According to Core Industrial Partners Managing Partner John May, “Industry adaptation has been slow and limited due to high cost, insufficient workforce training and knowledge, and lack of understanding of the true utilization and impact of these tools.”

Chicago-based Core is one of the private equity firms pushing for change in the sector, but PE is getting more competition from strategic investors as established manufacturers get more involved. In a recent white paper, Foley & Lardner finds that these investors are turning increasingly to corporate venture capital, or CVC, or joint ventures to acquire innovative technologies.

“Companies have adapted; it’s not just private equity that has dry powder. There are more tools in the toolbox, longer plays as companies see how it plays out,” says Jonathan Gabriel, a Foley partner who co-authored the M&A chapter in the white paper. “They can’t stand by on innovation.”

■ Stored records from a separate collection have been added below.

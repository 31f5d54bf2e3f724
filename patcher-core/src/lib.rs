use log::{info, warn};
use serde::{Deserialize, Serialize};
use std::fs;
use std::path::{Path, PathBuf};
use thiserror::Error;

pub mod addr;
pub mod patch;
pub mod placement;
pub mod registry;
pub mod rom;
pub mod slot;
pub mod tables;
pub mod treasure;
pub mod verify;

pub use addr::Addr;
pub use patch::{Mismatch, Mutable, Patch, PatchError, RangePatch};
pub use placement::{treasure_can_be_lost, unique_treasures, Placement};
pub use registry::Registry;
pub use rom::Checksum;
pub use tables::RomTables;
pub use verify::{verify, Diagnostic};

#[derive(Debug, Clone, Copy, PartialEq, Eq, Serialize, Deserialize)]
#[serde(rename_all = "lowercase")]
pub enum Mode {
    /// Write the full configuration from a placement.
    Mutate,
    /// Reapply fixed patches and rederive seed data from the image.
    Update,
    /// Report every patch that does not match the image.
    Verify,
}

#[derive(Debug, Clone, Serialize, Deserialize)]
pub struct PatcherSettings {
    pub input_path: PathBuf,
    pub output_path: Option<PathBuf>,
    pub placement_path: Option<PathBuf>,
    pub mode: Mode,
    pub debug: bool,
}

#[derive(Debug)]
pub enum Outcome {
    Patched {
        checksum: Checksum,
        output_path: PathBuf,
    },
    Verified(Vec<Diagnostic>),
}

#[derive(Debug, Error)]
pub enum PatcherError {
    #[error("IO error: {0}")]
    Io(#[from] std::io::Error),
    #[error("placement file error: {0}")]
    Json(#[from] serde_json::Error),
    #[error("configuration error: {0}")]
    Config(String),
    #[error("duplicate patch name: {0}")]
    DuplicatePatch(String),
    #[error("no patch named {0}")]
    UnknownPatch(String),
    #[error("patch {0} is not a byte range")]
    NotARange(String),
    #[error("no slot named {0}")]
    UnknownSlot(String),
    #[error("no treasure named {0}")]
    UnknownTreasure(String),
    #[error("no room for {len} bytes at the end of bank {bank:02x}")]
    OutOfSpace { bank: u8, len: usize },
    #[error("invalid seed tree id {0:02x}")]
    InvalidSeedTree(u8),
    #[error("applying {name}: {source}")]
    Apply {
        name: String,
        #[source]
        source: PatchError,
    },
    #[error("not an Oracle of Seasons ROM")]
    NotSeasons,
    #[error("US ROMs are not supported")]
    UnsupportedRegion,
    #[error("ROM is {found:#x} bytes, expected {expected:#x}")]
    RomSize { found: usize, expected: usize },
}

pub type Result<T> = std::result::Result<T, PatcherError>;

pub fn run(settings: &PatcherSettings) -> Result<Outcome> {
    if !settings.input_path.exists() {
        return Err(PatcherError::Config(format!(
            "Input path does not exist: {}",
            settings.input_path.display()
        )));
    }

    let mut rom = fs::read(&settings.input_path)?;
    rom::validate(&rom)?;
    if !rom::is_vanilla(&rom) {
        warn!("{} is not an unmodified ROM", settings.input_path.display());
    }

    let placement = match &settings.placement_path {
        Some(path) => Placement::load(path)?,
        None => Placement::default(),
    };

    let tables = RomTables::seasons();
    if settings.mode == Mode::Mutate {
        for (name, count) in placement.repeated_unique(&tables) {
            warn!("{} is placed in {} slots", name, count);
        }
    }
    let mut registry = Registry::build(&tables, &placement)?;

    let checksum = match settings.mode {
        Mode::Verify => {
            let diagnostics = verify(&registry, &rom, tables.verify_exceptions);
            info!("{} mismatched patches", diagnostics.len());
            return Ok(Outcome::Verified(diagnostics));
        }
        Mode::Mutate => registry.mutate(&mut rom)?,
        Mode::Update => registry.update(&mut rom)?,
    };

    let output_path = settings.output_path.clone().ok_or_else(|| {
        PatcherError::Config("an output path is required to write the ROM".to_string())
    })?;
    fs::write(&output_path, &rom)?;
    info!("wrote {}", output_path.display());

    if settings.debug {
        write_log(&output_path, settings.mode, &tables, &placement, checksum)?;
    }

    Ok(Outcome::Patched {
        checksum,
        output_path,
    })
}

fn log_path(output_path: &Path) -> PathBuf {
    let mut name = output_path.as_os_str().to_owned();
    name.push(".log.txt");
    PathBuf::from(name)
}

fn write_log(
    output_path: &Path,
    mode: Mode,
    tables: &RomTables,
    placement: &Placement,
    checksum: Checksum,
) -> Result<()> {
    fs::write(
        log_path(output_path),
        placement_log(mode, tables, placement, checksum),
    )?;
    Ok(())
}

fn placement_log(
    mode: Mode,
    tables: &RomTables,
    placement: &Placement,
    checksum: Checksum,
) -> String {
    let mut log = String::new();
    log.push_str(&format!("sha1: {}\n", checksum));

    if !placement.overrides.is_empty() {
        log.push_str("overrides:\n");
        for (name, bytes) in &placement.overrides {
            log.push_str(&format!("  {}: {:02x?}\n", name, bytes));
        }
    }

    if mode != Mode::Mutate {
        return log;
    }

    log.push_str("slots:\n");
    for (slot, treasure) in placement.assignments(tables) {
        log.push_str(&format!("  {} <- {}\n", slot, treasure));
    }

    let repeated = placement.repeated_unique(tables);
    if !repeated.is_empty() {
        log.push_str("unique treasures placed more than once:\n");
        for (name, count) in repeated {
            log.push_str(&format!("  {} x{}\n", name, count));
        }
    }

    log.push_str("treasures that can be lost:\n");
    for def in tables.treasures {
        if !treasure_can_be_lost(def.name) {
            continue;
        }
        if let Some(slot) = placement.slot_holding(tables, def.name) {
            log.push_str(&format!("  {} in {}\n", def.name, slot));
        }
    }

    log
}
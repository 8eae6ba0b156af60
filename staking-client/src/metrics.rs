//! APR and total-value-locked figures shown on the dashboard.
//!
//! Missing pool state degrades a figure to zero instead of failing it, the
//! same way an empty dashboard tile shows `0 %`.

use {
    crate::{
        chain::{ChainId, SUPPORTED_CHAINS},
        context::StakingContext,
        error::Result,
    },
    log::*,
    serde::Serialize,
    tokenfi_staking_math::{
        apr::{calculate_apr, AprInputs},
        decimals,
        duration::{parse_duration, DurationLabel},
        tvl,
    },
};

/// APR of one lock duration.
#[derive(Debug, Clone, PartialEq, Serialize)]
#[serde(rename_all = "camelCase")]
pub struct AprRow {
    pub duration: u64,
    pub label: Option<DurationLabel>,
    /// Fraction, `0.12` is 12 %.
    pub apr: f64,
}

#[derive(Debug, Clone, PartialEq, Eq, Serialize)]
#[serde(rename_all = "camelCase")]
pub struct ChainValueLocked {
    pub chain_id: ChainId,
    pub total_staked: u128,
    /// Dollars with exactly two decimals.
    pub usd: String,
}

#[derive(Debug, Clone, PartialEq, Serialize)]
#[serde(rename_all = "camelCase")]
pub struct ValueLockedSummary {
    /// `None` for a chain whose reads failed.
    pub chains: Vec<(ChainId, Option<ChainValueLocked>)>,
    /// Sum over chains; zero unless every chain reported.
    pub total_usd: f64,
}

fn degraded<T>(what: &str, chain_id: ChainId, result: Result<T>) -> Option<T> {
    match result {
        Ok(value) => Some(value),
        Err(err) => {
            warn!("{what} unavailable on chain {chain_id}: {err}");
            None
        }
    }
}

pub struct DashboardMetrics<'a> {
    ctx: &'a StakingContext,
}

impl<'a> DashboardMetrics<'a> {
    pub fn new(ctx: &'a StakingContext) -> Self {
        Self { ctx }
    }

    /// APR of staking `amount` base units for `duration` seconds.
    pub async fn apr_for_stake(&self, chain_id: ChainId, amount: u128, duration: u64) -> f64 {
        let reader = self.ctx.reader();
        let Some((staking, rewards)) = degraded(
            "token metadata",
            chain_id,
            reader.staking_and_rewards_tokens(chain_id).await,
        ) else {
            return 0.0;
        };

        let (multiplier, total_weight, rewards_rate, staking_quote, rewards_quote) = tokio::join!(
            reader.multiplier_by_duration(chain_id, amount, duration),
            reader.total_weighted_stake(chain_id),
            reader.rewards_rate_per_second(chain_id),
            reader.price_quote(chain_id, staking.address, staking.decimals),
            reader.price_quote(chain_id, rewards.address, rewards.decimals),
        );

        let inputs = AprInputs {
            amount,
            amount_decimals: staking.decimals,
            multiplier: degraded("multiplier", chain_id, multiplier).unwrap_or(0),
            total_weight: degraded("total weighted stake", chain_id, total_weight),
            rewards_rate: degraded("rewards rate", chain_id, rewards_rate),
            staking_quote: degraded("staking token quote", chain_id, staking_quote),
            rewards_quote: degraded("rewards token quote", chain_id, rewards_quote),
        };
        let apr = calculate_apr(&inputs);
        debug!("apr on chain {chain_id} for {amount} over {duration}s: {apr}");
        apr
    }

    /// APR of one whole staking token locked for `duration`.
    pub async fn apr_for_duration(&self, chain_id: ChainId, duration: u64) -> f64 {
        let Some(staking_decimals) = degraded(
            "staking token",
            chain_id,
            self.staking_decimals(chain_id).await,
        ) else {
            return 0.0;
        };
        let Some(one) = decimals::scale(staking_decimals) else {
            return 0.0;
        };
        self.apr_for_stake(chain_id, one, duration).await
    }

    async fn staking_decimals(&self, chain_id: ChainId) -> Result<u8> {
        let reader = self.ctx.reader();
        let address = reader.staking_token_address(chain_id).await?;
        Ok(reader.token_info(chain_id, address).await?.decimals)
    }

    /// One row per duration threshold, in threshold order.
    pub async fn apr_table(&self, chain_id: ChainId) -> Result<Vec<AprRow>> {
        let thresholds = self.ctx.reader().duration_thresholds(chain_id).await?;
        let mut rows = Vec::with_capacity(thresholds.len());
        for duration in thresholds {
            rows.push(AprRow {
                duration,
                label: parse_duration(duration),
                apr: self.apr_for_duration(chain_id, duration).await,
            });
        }
        Ok(rows)
    }

    /// USD value of everything staked on one chain, priced through
    /// token -> wrapped native -> USD.
    pub async fn total_value_locked(&self, chain_id: ChainId) -> Result<ChainValueLocked> {
        let reader = self.ctx.reader();
        let usd_token = self.ctx.chain_config(chain_id)?.usd_token;
        let staking = reader.staking_token_address(chain_id).await?;
        let (staking, usd) = futures::try_join!(
            reader.token_info(chain_id, staking),
            reader.token_info(chain_id, usd_token),
        )?;
        let (price, total_staked) = futures::try_join!(
            reader.usd_price(chain_id, staking.address, staking.decimals),
            reader.total_staked(chain_id),
        )?;
        Ok(ChainValueLocked {
            chain_id,
            total_staked,
            usd: tvl::usd_value(price, total_staked, staking.decimals, usd.decimals),
        })
    }

    /// Value locked on every supported chain and their sum.
    pub async fn total_value_locked_all(&self) -> ValueLockedSummary {
        let mut chains = Vec::with_capacity(SUPPORTED_CHAINS.len());
        for chain_id in SUPPORTED_CHAINS {
            let locked = degraded(
                "total value locked",
                chain_id,
                self.total_value_locked(chain_id).await,
            );
            chains.push((chain_id, locked));
        }
        let per_chain: Vec<Option<f64>> = chains
            .iter()
            .map(|(_, locked)| locked.as_ref().and_then(|l| l.usd.parse::<f64>().ok()))
            .collect();
        ValueLockedSummary {
            total_usd: tvl::total_usd(&per_chain),
            chains,
        }
    }
}
use {
    crate::cli::{
        is_amount, is_index, is_seconds, is_valid_address, is_valid_chain, parse_address,
        parse_chain, CliCommand, CliConfig, CliError, ProcessResult,
    },
    clap::{App, Arg, ArgMatches, SubCommand},
    log::*,
    serde::Serialize,
    std::{
        fmt,
        time::{SystemTime, UNIX_EPOCH},
    },
    tokenfi_staking_client::{
        Address, ChainId, ClientError, PendingTransaction, Stake, StakingContext,
    },
    tokenfi_staking_math::{
        decimals::{format_units, parse_units},
        duration::parse_duration,
        penalty::receive_amount,
        schedule::Remaining,
        view_state::{self, ViewState},
    },
};

// ── CLI Command Enum Variants ───────────────────────────────────────
#[derive(Debug, PartialEq)]
pub enum StakesCliCommand {
    List {
        user: Address,
    },
    Penalty {
        chain: ChainId,
        duration: u64,
        amount: Option<String>,
    },
    SimulateClaim {
        user: Address,
        chain: ChainId,
        stake_index: usize,
    },
}

// ── Output Structs ──────────────────────────────────────────────────
#[derive(Serialize, Debug)]
#[serde(rename_all = "camelCase")]
pub struct CliStake {
    pub chain_id: ChainId,
    pub index: usize,
    pub staked: String,
    pub rewards: String,
    pub duration: u64,
    pub duration_label: String,
    pub unlock_timestamp: u64,
    pub unlocked: bool,
    pub remaining: Remaining,
}

#[derive(Serialize, Debug)]
#[serde(rename_all = "camelCase")]
pub struct CliStakes {
    pub user: Address,
    pub view_state: ViewState,
    pub stakes: Vec<CliStake>,
}

impl fmt::Display for CliStakes {
    fn fmt(&self, f: &mut fmt::Formatter<'_>) -> fmt::Result {
        writeln!(f, "Stakes of {}", self.user)?;
        if self.view_state == ViewState::NoStakes {
            writeln!(f, "  No stakes")?;
            return Ok(());
        }
        writeln!(
            f,
            "  {:<6} {:>5} {:>20} {:>16} {:<10} {:<12}",
            "Chain", "Index", "Staked", "Rewards", "Lock", "Unlocks In"
        )?;
        writeln!(f, "  {}", "-".repeat(76))?;
        for stake in &self.stakes {
            let unlocks_in = if stake.unlocked {
                "unlocked".to_string()
            } else {
                format!(
                    "{}y {}m {}d",
                    stake.remaining.years, stake.remaining.months, stake.remaining.days
                )
            };
            writeln!(
                f,
                "  {:<6} {:>5} {:>20} {:>16} {:<10} {:<12}",
                stake.chain_id.to_string(),
                stake.index,
                stake.staked, stake.rewards, stake.duration_label, unlocks_in
            )?;
        }
        Ok(())
    }
}

#[derive(Serialize, Debug)]
#[serde(rename_all = "camelCase")]
pub struct CliPenalty {
    pub chain_id: ChainId,
    pub duration: u64,
    pub group: usize,
    pub percentage: String,
    pub amount: Option<String>,
    pub penalty: Option<String>,
    pub receive: Option<String>,
}

impl fmt::Display for CliPenalty {
    fn fmt(&self, f: &mut fmt::Formatter<'_>) -> fmt::Result {
        writeln!(f, "Early Unstake Penalty")?;
        writeln!(f, "  Chain:          {}", self.chain_id)?;
        writeln!(f, "  Duration Group: {}", self.group)?;
        writeln!(f, "  Penalty Fee:    {}%", self.percentage)?;
        if let (Some(amount), Some(penalty), Some(receive)) = (&self.amount, &self.penalty, &self.receive) {
            writeln!(f, "  Unstake Amount: {amount}")?;
            writeln!(f, "  Penalty:        {penalty}")?;
            writeln!(f, "  You Receive:    {receive}")?;
        }
        Ok(())
    }
}

#[derive(Serialize, Debug)]
#[serde(rename_all = "camelCase")]
pub struct CliSimulation {
    pub id: Option<String>,
    pub url: Option<String>,
}

impl fmt::Display for CliSimulation {
    fn fmt(&self, f: &mut fmt::Formatter<'_>) -> fmt::Result {
        match (&self.id, &self.url) {
            (Some(id), Some(url)) => {
                writeln!(f, "Simulation {id}")?;
                writeln!(f, "  {url}")
            }
            _ => writeln!(f, "Simulation accepted without an id"),
        }
    }
}

// ── Subcommand Definition (clap) ────────────────────────────────────
pub trait StakesSubCommands {
    fn stakes_subcommands(self) -> Self;
}

impl StakesSubCommands for App<'_, '_> {
    fn stakes_subcommands(self) -> Self {
        self.subcommand(
            SubCommand::with_name("stakes")
                .about("List a wallet's stakes on every chain")
                .arg(
                    Arg::with_name("user")
                        .index(1)
                        .value_name("ADDRESS")
                        .required(true)
                        .validator(is_valid_address)
                        .help("Wallet address"),
                ),
        )
        .subcommand(
            SubCommand::with_name("penalty")
                .about("Show the early-unstake penalty of a lock duration")
                .arg(
                    Arg::with_name("chain")
                        .index(1)
                        .value_name("CHAIN")
                        .required(true)
                        .validator(is_valid_chain)
                        .help("bsc or ethereum"),
                )
                .arg(
                    Arg::with_name("duration")
                        .index(2)
                        .value_name("SECONDS")
                        .required(true)
                        .validator(is_seconds)
                        .help("Lock duration of the stake, in seconds"),
                )
                .arg(
                    Arg::with_name("amount")
                        .index(3)
                        .value_name("TOKENS")
                        .validator(is_amount)
                        .help("Amount to unstake, in whole tokens"),
                ),
        )
        .subcommand(
            SubCommand::with_name("simulate-claim")
                .about("Simulate claiming the rewards of one stake and print a shareable link")
                .arg(
                    Arg::with_name("user")
                        .index(1)
                        .value_name("ADDRESS")
                        .required(true)
                        .validator(is_valid_address)
                        .help("Wallet address that owns the stake"),
                )
                .arg(
                    Arg::with_name("chain")
                        .index(2)
                        .value_name("CHAIN")
                        .required(true)
                        .validator(is_valid_chain)
                        .help("bsc or ethereum"),
                )
                .arg(
                    Arg::with_name("stake_index")
                        .index(3)
                        .value_name("INDEX")
                        .required(true)
                        .validator(is_index)
                        .help("Index of the stake on that chain"),
                ),
        )
    }
}

// ── Argument Parsing ────────────────────────────────────────────────
pub fn parse_stakes_command(name: &str, matches: &ArgMatches<'_>) -> Result<CliCommand, CliError> {
    let required = |arg: &str| {
        matches
            .value_of(arg)
            .ok_or_else(|| CliError::BadParameter(format!("missing {arg}")))
    };
    let command = match name {
        "stakes" => StakesCliCommand::List {
            user: parse_address(required("user")?)?,
        },
        "penalty" => StakesCliCommand::Penalty {
            chain: parse_chain(required("chain")?)?,
            duration: parse_number(required("duration")?)?,
            amount: matches.value_of("amount").map(str::to_string),
        },
        "simulate-claim" => StakesCliCommand::SimulateClaim {
            user: parse_address(required("user")?)?,
            chain: parse_chain(required("chain")?)?,
            stake_index: parse_number(required("stake_index")?)?,
        },
        other => return Err(CliError::BadParameter(format!("unknown command '{other}'"))),
    };
    Ok(CliCommand::Stakes(command))
}

fn parse_number<T: std::str::FromStr>(value: &str) -> Result<T, CliError> {
    value
        .parse()
        .map_err(|_| CliError::BadParameter(format!("invalid number '{value}'")))
}

// ── Command Processing ──────────────────────────────────────────────
pub async fn process_stakes_command(config: &CliConfig, command: &StakesCliCommand) -> ProcessResult {
    match command {
        StakesCliCommand::List { user } => {
            let ctx = config.context(Some(*user))?;
            let result = process_list(&ctx, config, *user).await;
            ctx.shutdown();
            result
        }
        StakesCliCommand::Penalty {
            chain,
            duration,
            amount,
        } => {
            let ctx = config.context(None)?;
            let result = process_penalty(&ctx, config, *chain, *duration, amount.as_deref()).await;
            ctx.shutdown();
            result
        }
        StakesCliCommand::SimulateClaim {
            user,
            chain,
            stake_index,
        } => {
            let ctx = config.context(Some(*user))?;
            let result = process_simulate_claim(&ctx, config, *user, *chain, *stake_index).await;
            ctx.shutdown();
            result
        }
    }
}

fn now() -> u64 {
    SystemTime::now()
        .duration_since(UNIX_EPOCH)
        .map(|elapsed| elapsed.as_secs())
        .unwrap_or_default()
}

async fn staking_decimals(ctx: &StakingContext, chain_id: ChainId) -> Result<u8, ClientError> {
    let reader = ctx.reader();
    let token = reader.staking_token_address(chain_id).await?;
    Ok(reader.token_info(chain_id, token).await?.decimals)
}

/// Decimals of a chain's staking and rewards tokens, which may differ.
#[derive(Debug, Clone, Copy, PartialEq, Eq)]
struct TokenDecimals {
    staking: u8,
    rewards: u8,
}

async fn token_decimals(ctx: &StakingContext, chain_id: ChainId) -> Result<TokenDecimals, ClientError> {
    let (staking, rewards) = ctx.reader().staking_and_rewards_tokens(chain_id).await?;
    Ok(TokenDecimals {
        staking: staking.decimals,
        rewards: rewards.decimals,
    })
}

fn cli_stake(stake: &Stake, decimals: TokenDecimals, now: u64) -> CliStake {
    let schedule = stake.schedule();
    CliStake {
        chain_id: stake.chain_id,
        index: stake.index,
        staked: format_units(stake.staked_amount, decimals.staking),
        rewards: format_units(stake.rewards, decimals.rewards),
        duration: stake.duration,
        duration_label: parse_duration(stake.duration)
            .map(|label| label.to_string())
            .unwrap_or_else(|| format!("{}s", stake.duration)),
        unlock_timestamp: schedule.unlock_timestamp,
        unlocked: schedule.is_unlocked(now),
        remaining: schedule.remaining(now),
    }
}

async fn process_list(ctx: &StakingContext, config: &CliConfig, user: Address) -> ProcessResult {
    let stakes = match ctx.reader().all_user_stakes(user).await {
        Ok(stakes) => Some(stakes),
        Err(err) => {
            warn!("failed to fetch stakes of {user}: {err}");
            None
        }
    };
    let state = view_state::derive(ctx.wallet().is_connected(), false, stakes.as_deref());
    let now = now();
    let mut rows = Vec::new();
    for stake in stakes.iter().flatten() {
        let decimals = token_decimals(ctx, stake.chain_id).await?;
        rows.push(cli_stake(stake, decimals, now));
    }
    config.output_format.formatted_string(&CliStakes {
        user,
        view_state: state,
        stakes: rows,
    })
}

async fn process_penalty(
    ctx: &StakingContext,
    config: &CliConfig,
    chain_id: ChainId,
    duration: u64,
    amount: Option<&str>,
) -> ProcessResult {
    let penalties = ctx.penalties();
    let fee = penalties.penalty_fee_by_duration(chain_id, duration).await?;
    let mut output = CliPenalty {
        chain_id,
        duration,
        group: fee.group,
        percentage: fee.percentage,
        amount: None,
        penalty: None,
        receive: None,
    };
    if let Some(amount) = amount {
        let decimals = staking_decimals(ctx, chain_id).await?;
        let base_units = parse_units(amount, decimals)?;
        let penalty = penalties
            .calculate_penalty(chain_id, base_units, duration)
            .await?;
        output.amount = Some(format_units(base_units, decimals));
        output.penalty = Some(format_units(penalty, decimals));
        output.receive = Some(format_units(
            receive_amount(base_units, penalty),
            decimals,
        ));
    }
    config.output_format.formatted_string(&output)
}

async fn process_simulate_claim(
    ctx: &StakingContext,
    config: &CliConfig,
    user: Address,
    chain_id: ChainId,
    stake_index: usize,
) -> ProcessResult {
    let mut tx = PendingTransaction::claim_rewards(chain_id, ctx.staking_pool(), stake_index);
    tx.account = Some(user);
    let outcome = ctx.simulate_transaction(&tx).await?;
    config.output_format.formatted_string(&CliSimulation {
        id: outcome.id,
        url: outcome.url,
    })
}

The paper refers to “a seemingly inexorable march toward electrification and greater connectedness.” Manufacturing is relying increasingly on automation, robotics, 3D printing, and what Detroit-based Foley partner Steven Hilfinger calls “any use of technology.”

Although Hilfinger, who co-authored the M&A chapter in the paper, focuses on the automotive sector in his own work, he quickly adds, “It’s much broader than just cars, much broader than just automotive.”

May echoes these sentiments. “Smart manufacturing technologies have enabled a more connected manufacturing ecosystem,” is the way he puts it. PE firms support this trend through direct investment in support services like warehouse robotics, data sensors, and semiconductors as well as implementing smart manufacturing technologies like automation, sensors, Internet of Things, artificial intelligence and others in their portfolio companies.

“We invest in smart manufacturing technologies, processes and services that provide better communication, quality assurance, asset management, and streamline production across our portfolio companies,” May says.

Core, which targets lower middle-market companies, has not experienced the slow down the market has seen and has completed a number of deals this year, he says.

Last month, Core announced that Gem Manufacturing, a company the PE firm acquired only in February, has acquired Coining Manufacturing and Precision Machine Products, a Clifton, N.J.-based company that provides microelectronic and sonic packages, sensors, implantable devices, connectors, terminals, and other products to aerospace and defense, medical, and electronics end markets. This brought Core’s acquisitions in 2023 to six, including Gem.

Lawyers Gabriel and Hilfinger agree that overall deal flow has slowed down, but M&A practitioners remain active. “The pace of deal execution has slowed,” says Gabriel, “but there is a lot of activity. Legal is getting involved earlier.” Strategies have become longer term and due diligence has taken on more importance, they say. 

The current slowdown in deals could end soon, however. Once interest rates are seen to have peaked, the pace of actually closing deals could increase. “It might start as a trickle,” says Gabriel, “and then a steady stream.”